# What is a business plan?



## Joeyt (Jan 10, 2011)

I've seen many of the fellow members here talking about writing and drafting out a business plan. I'm confused, and I would like to ask what actually is a business plan?

A long essay? 

One with point forms which marks deadline?

Or??


----------



## Flagrant-T (Nov 11, 2009)

A formal business plan is usually required to get funding. If you aren't looking for that, I'd HIGHLY suggest reading "The Toilet Paper Entrepreneur". Its an awesome book that re-thinks business plans into more of a living document that changes as you grow and evolve. Its a really fast read too, and it really gets you pumped up. 

Good luck!
Nick


----------



## idonaldson (Sep 29, 2008)

A business plan is your vision for your business. It lays out what you are going to do and how you are going to do it. It says how you plan on getting started, what you are going to do once you get started, and where you plan on going now that you have started. Looking for financial support, then it is a requirement for loans or to get support from investors other than your family.


----------



## EnMartian (Feb 14, 2008)

A business plan also generally includes a market analysis and gives the reasons why you think your business has a chance of succeeding. It's basically a blueprint for why you are starting your business, why you think the business will succeed, and how you mean to ensure that success.


----------



## kirbymurphy (Aug 25, 2009)

A component of many business plans is a set of figures that project your gross sales, revenue, income, expenses, net, and profit.

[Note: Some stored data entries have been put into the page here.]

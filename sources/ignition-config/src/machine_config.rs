//! The machine_config module builds role-scoped `MachineConfig` manifests, which the machine
//! config operator applies to every node of a role after the cluster is up.
//!
//! Only the manifest fields set here are modelled: the object's type, its name, its role label,
//! the wrapped Ignition config and the FIPS switch.

use crate::document::Document;
use crate::error::{self, Result};
use crate::file::file_from_string;
use crate::schema::Schema;
use maplit::btreemap;
use serde::Serialize;
use snafu::ResultExt;
use std::collections::BTreeMap;

pub const API_VERSION: &str = "machineconfiguration.openshift.io/v1";
pub const KIND: &str = "MachineConfig";

/// The label that scopes a machine config to the nodes of one role.
pub const ROLE_LABEL: &str = "machineconfiguration.openshift.io/role";

/// The kernel argument override file read by the host's pivot service.
pub const KERNEL_ARGS_PATH: &str = "/etc/pivot/kernel-args";

// 0600
const KERNEL_ARGS_MODE: u32 = 0o600;

/// A `MachineConfig` manifest wrapping a document rendered with schema `S`.
#[derive(Debug, Clone, PartialEq)]
pub struct MachineConfig<S> {
    name: String,
    role: String,
    config: Document<S>,
    fips: bool,
}

impl<S: Schema> MachineConfig<S> {
    fn new(name: String, role: &str, config: Document<S>) -> Self {
        Self {
            name,
            role: role.to_string(),
            config,
            fips: false,
        }
    }

    /// Authorizes `key` for the admin user on nodes of `role`.
    pub fn for_authorized_keys(key: &str, role: &str) -> Self {
        let mut config = Document::minimal();
        config.add_ssh_keys([key]);
        Self::new(format!("99-{}-ssh", role), role, config)
    }

    /// Turns on FIPS mode for nodes of `role`.
    pub fn for_fips_enabled(role: &str) -> Self {
        let mut machine_config = Self::new(format!("99-{}-fips", role), role, Document::minimal());
        machine_config.fips = true;
        machine_config
    }

    /// Disables simultaneous multithreading on nodes of `role` through a kernel argument.
    pub fn for_hyperthreading_disabled(role: &str) -> Self {
        let mut config = Document::minimal();
        config.merge_file(file_from_string(
            KERNEL_ARGS_PATH,
            "root",
            KERNEL_ARGS_MODE,
            "ADD nosmt",
        ));
        Self::new(format!("99-{}-disable-hyperthreading", role), role, config)
    }

    pub fn name(&self) -> &str {
        &self.name
    }

    pub fn role(&self) -> &str {
        &self.role
    }

    pub fn config(&self) -> &Document<S> {
        &self.config
    }

    pub fn fips(&self) -> bool {
        self.fips
    }

    /// Serializes the manifest to JSON, with the config in the wire format of `S`.
    pub fn to_json(&self) -> Result<String> {
        let manifest = Manifest {
            api_version: API_VERSION,
            kind: KIND,
            metadata: Metadata {
                name: &self.name,
                labels: btreemap! { ROLE_LABEL => self.role.as_str() },
            },
            spec: Spec {
                config: self.config.to_wire(),
                fips: self.fips,
            },
        };
        debug!("Rendering machine config '{}'", self.name);
        serde_json::to_string(&manifest).context(error::SerializeSnafu {
            what: "machine config",
        })
    }
}

// =^..^=   =^..^=   =^..^=   =^..^=   =^..^=   =^..^=   =^..^=   =^..^=   =^..^=

#[derive(Serialize)]
#[serde(rename_all = "camelCase")]
struct Manifest<'a, C> {
    api_version: &'static str,
    kind: &'static str,
    metadata: Metadata<'a>,
    spec: Spec<C>,
}

#[derive(Serialize)]
struct Metadata<'a> {
    name: &'a str,
    labels: BTreeMap<&'static str, &'a str>,
}

#[derive(Serialize)]
struct Spec<C> {
    config: C,
    #[serde(skip_serializing_if = "is_false")]
    fips: bool,
}

fn is_false(value: &bool) -> bool {
    !*value
}

#[cfg(test)]
mod test {
    use super::*;
    use crate::dataurl;
    use crate::schema::{V2, V3};
    use serde_json::{json, Value};

    fn rendered<S: Schema>(machine_config: &MachineConfig<S>) -> Value {
        serde_json::from_str(&machine_config.to_json().unwrap()).unwrap()
    }

    #[test]
    fn authorized_keys() {
        let machine_config = MachineConfig::<V2>::for_authorized_keys("ssh-ed25519 AAAA", "worker");
        assert_eq!(machine_config.name(), "99-worker-ssh");
        assert_eq!(machine_config.role(), "worker");
        assert!(!machine_config.fips());

        let users = machine_config.config().users();
        assert_eq!(users.len(), 1);
        assert_eq!(users[0].name(), "core");
        assert_eq!(users[0].ssh_authorized_keys(), ["ssh-ed25519 AAAA"]);

        let value = rendered(&machine_config);
        assert_eq!(value["apiVersion"], API_VERSION);
        assert_eq!(value["kind"], "MachineConfig");
        assert_eq!(
            value["metadata"],
            json!({
                "name": "99-worker-ssh",
                "labels": {"machineconfiguration.openshift.io/role": "worker"}
            })
        );
        assert_eq!(value["spec"]["config"]["ignition"]["version"], "2.4.0");
        assert_eq!(
            value["spec"]["config"]["passwd"]["users"][0]["sshAuthorizedKeys"],
            json!(["ssh-ed25519 AAAA"])
        );
        assert!(value["spec"].get("fips").is_none());
    }

    #[test]
    fn fips_enabled() {
        let machine_config = MachineConfig::<V3>::for_fips_enabled("master");
        assert_eq!(machine_config.name(), "99-master-fips");
        assert!(machine_config.fips());
        assert!(machine_config.config().files().is_empty());

        let value = rendered(&machine_config);
        assert_eq!(value["spec"]["fips"], true);
        assert_eq!(value["spec"]["config"]["ignition"]["version"], "3.1.0");
    }

    #[test]
    fn hyperthreading_disabled() {
        let machine_config = MachineConfig::<V2>::for_hyperthreading_disabled("worker");
        assert_eq!(machine_config.name(), "99-worker-disable-hyperthreading");

        let files = machine_config.config().files();
        assert_eq!(files.len(), 1);
        assert_eq!(files[0].path(), KERNEL_ARGS_PATH);
        assert_eq!(files[0].user(), Some("root"));
        assert_eq!(files[0].mode(), Some(384));
        let decoded = dataurl::decode(files[0].contents().unwrap()).unwrap();
        assert_eq!(decoded.data, b"ADD nosmt");

        let value = rendered(&machine_config);
        assert_eq!(
            value["spec"]["config"]["storage"]["files"][0]["path"],
            "/etc/pivot/kernel-args"
        );
    }
}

Everyone derives these numbers from a spreadsheet. They can be your best friend and worst enemy.

When forecasting the above figures, make sure to use HONEST numbers. It is so easy to manipulate a spreadsheet that shows you can make $20,000 per week selling 1000 garments at at $20 each. Be real. Can you really sell 1000 per week? Can you really charge $20 each? Will your rent really be $500 per month, or did you leave out the Triple Net factor, and did you include $200 for utilities like heat, AC, gas, $40 for phone, $60 for DSL, $40 for alarm, $100 for insurance, $100 for signage?

Can you sustain waiting 1 to 6 months for payments from credit customers? SWBell, Budweiser, and other major clients thought I should be happy getting paid in 3 to 6 months. My employees thought they should be paid every week.

A biz plan is essential, but honesty with yourself is also essential.


----------



## Pwear (Mar 7, 2008)

Developing a Business Plan | SCORE


----------



## JohnBee (Nov 28, 2010)

it's your "game plan".

pretty much like writing a DETAILED step by step on how you will get from point A to point B (or how to get to your desired goal).

it's a MUST (really) if you plan to develop your own business.

for instance, if you plan to enter SCREEN PRINTING business. the summary of your STRATEGY (or business plan) will include (among others)..... suppliers (where to get raw materials), pricing (how much to charge per print), what initial equipment to have, advertising strategies, etc...... and "be honest" and realistic.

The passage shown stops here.